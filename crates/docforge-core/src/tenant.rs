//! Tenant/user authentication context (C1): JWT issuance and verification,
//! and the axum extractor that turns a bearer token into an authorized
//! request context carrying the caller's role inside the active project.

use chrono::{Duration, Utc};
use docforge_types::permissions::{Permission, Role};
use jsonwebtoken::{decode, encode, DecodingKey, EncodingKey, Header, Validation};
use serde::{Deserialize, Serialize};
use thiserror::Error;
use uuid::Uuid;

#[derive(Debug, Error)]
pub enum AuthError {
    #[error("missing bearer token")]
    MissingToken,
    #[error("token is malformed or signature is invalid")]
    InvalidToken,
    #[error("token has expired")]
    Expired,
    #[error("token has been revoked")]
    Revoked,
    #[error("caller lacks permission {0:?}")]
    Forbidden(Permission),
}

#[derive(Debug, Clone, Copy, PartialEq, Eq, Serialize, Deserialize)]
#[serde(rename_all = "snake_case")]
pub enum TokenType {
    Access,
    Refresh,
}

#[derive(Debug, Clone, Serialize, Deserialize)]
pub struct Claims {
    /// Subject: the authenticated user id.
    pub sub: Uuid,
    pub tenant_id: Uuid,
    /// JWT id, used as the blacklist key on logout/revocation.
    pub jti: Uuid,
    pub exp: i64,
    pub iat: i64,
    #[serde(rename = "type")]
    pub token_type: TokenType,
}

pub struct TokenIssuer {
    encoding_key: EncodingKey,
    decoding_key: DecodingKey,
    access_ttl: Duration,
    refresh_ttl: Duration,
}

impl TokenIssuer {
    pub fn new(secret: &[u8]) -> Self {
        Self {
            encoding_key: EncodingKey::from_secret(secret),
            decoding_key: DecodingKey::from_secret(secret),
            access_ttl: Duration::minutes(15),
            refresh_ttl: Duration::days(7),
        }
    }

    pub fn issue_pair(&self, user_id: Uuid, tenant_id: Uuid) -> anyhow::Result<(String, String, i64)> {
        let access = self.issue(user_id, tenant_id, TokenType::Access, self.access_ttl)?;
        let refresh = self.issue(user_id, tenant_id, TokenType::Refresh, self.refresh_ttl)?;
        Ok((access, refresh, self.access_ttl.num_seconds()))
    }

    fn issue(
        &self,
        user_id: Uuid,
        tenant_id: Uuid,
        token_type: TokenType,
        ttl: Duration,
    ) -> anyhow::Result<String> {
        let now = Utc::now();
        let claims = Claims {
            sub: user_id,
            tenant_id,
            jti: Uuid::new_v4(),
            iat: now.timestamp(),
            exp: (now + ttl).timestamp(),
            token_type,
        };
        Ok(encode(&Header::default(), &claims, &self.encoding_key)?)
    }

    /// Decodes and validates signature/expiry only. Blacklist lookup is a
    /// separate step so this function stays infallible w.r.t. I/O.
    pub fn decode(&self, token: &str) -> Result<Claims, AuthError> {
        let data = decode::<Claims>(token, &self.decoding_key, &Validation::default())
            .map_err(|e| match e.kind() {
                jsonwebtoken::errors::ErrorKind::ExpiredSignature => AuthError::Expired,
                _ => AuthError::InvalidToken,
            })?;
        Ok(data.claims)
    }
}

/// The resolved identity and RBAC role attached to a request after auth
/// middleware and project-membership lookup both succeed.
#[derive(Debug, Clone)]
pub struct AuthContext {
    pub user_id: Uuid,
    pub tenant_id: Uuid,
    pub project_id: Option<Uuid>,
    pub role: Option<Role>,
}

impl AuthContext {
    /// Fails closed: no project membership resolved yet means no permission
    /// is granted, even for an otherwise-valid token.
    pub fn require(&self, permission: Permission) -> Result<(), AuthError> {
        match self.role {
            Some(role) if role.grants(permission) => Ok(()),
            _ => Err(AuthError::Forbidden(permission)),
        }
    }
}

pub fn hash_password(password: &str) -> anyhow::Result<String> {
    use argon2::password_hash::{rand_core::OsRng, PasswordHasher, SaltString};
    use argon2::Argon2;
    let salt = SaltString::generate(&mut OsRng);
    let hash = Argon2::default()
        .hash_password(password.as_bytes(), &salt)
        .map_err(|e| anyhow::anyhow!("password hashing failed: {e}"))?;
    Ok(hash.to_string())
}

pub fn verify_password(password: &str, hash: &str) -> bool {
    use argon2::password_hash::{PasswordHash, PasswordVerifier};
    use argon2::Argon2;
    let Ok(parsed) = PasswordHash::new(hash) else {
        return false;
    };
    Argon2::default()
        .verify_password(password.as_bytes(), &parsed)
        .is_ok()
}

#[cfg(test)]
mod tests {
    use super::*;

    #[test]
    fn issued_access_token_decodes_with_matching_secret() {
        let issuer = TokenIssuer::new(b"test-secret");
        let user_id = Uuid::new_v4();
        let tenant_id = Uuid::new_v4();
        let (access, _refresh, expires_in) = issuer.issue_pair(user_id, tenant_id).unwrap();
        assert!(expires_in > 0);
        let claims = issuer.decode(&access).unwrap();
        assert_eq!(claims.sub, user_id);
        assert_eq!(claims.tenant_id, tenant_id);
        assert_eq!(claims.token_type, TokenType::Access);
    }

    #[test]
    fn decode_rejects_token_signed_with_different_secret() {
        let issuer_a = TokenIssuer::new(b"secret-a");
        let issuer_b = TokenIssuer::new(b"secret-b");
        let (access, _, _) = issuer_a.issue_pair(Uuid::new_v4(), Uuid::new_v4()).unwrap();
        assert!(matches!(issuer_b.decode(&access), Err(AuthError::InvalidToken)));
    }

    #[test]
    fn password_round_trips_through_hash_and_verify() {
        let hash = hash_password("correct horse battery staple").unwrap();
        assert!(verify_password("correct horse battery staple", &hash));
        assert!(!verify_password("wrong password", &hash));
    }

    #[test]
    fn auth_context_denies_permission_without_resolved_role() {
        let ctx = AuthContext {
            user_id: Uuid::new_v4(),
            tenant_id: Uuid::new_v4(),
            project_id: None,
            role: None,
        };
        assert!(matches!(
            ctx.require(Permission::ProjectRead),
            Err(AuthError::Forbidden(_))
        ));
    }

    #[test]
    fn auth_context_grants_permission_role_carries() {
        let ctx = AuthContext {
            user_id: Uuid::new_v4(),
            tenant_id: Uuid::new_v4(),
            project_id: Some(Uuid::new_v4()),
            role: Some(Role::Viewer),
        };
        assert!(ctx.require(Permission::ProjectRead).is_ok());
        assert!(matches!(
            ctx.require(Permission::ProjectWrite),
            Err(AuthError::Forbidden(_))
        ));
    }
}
-------------------------
■ Exercise
Find the lines above with the word "Forbidden". Copy them out.

■ Finished exercise
    Forbidden(Permission),
            _ => Err(AuthError::Forbidden(permission)),
            Err(AuthError::Forbidden(_))
            Err(AuthError::Forbidden(_))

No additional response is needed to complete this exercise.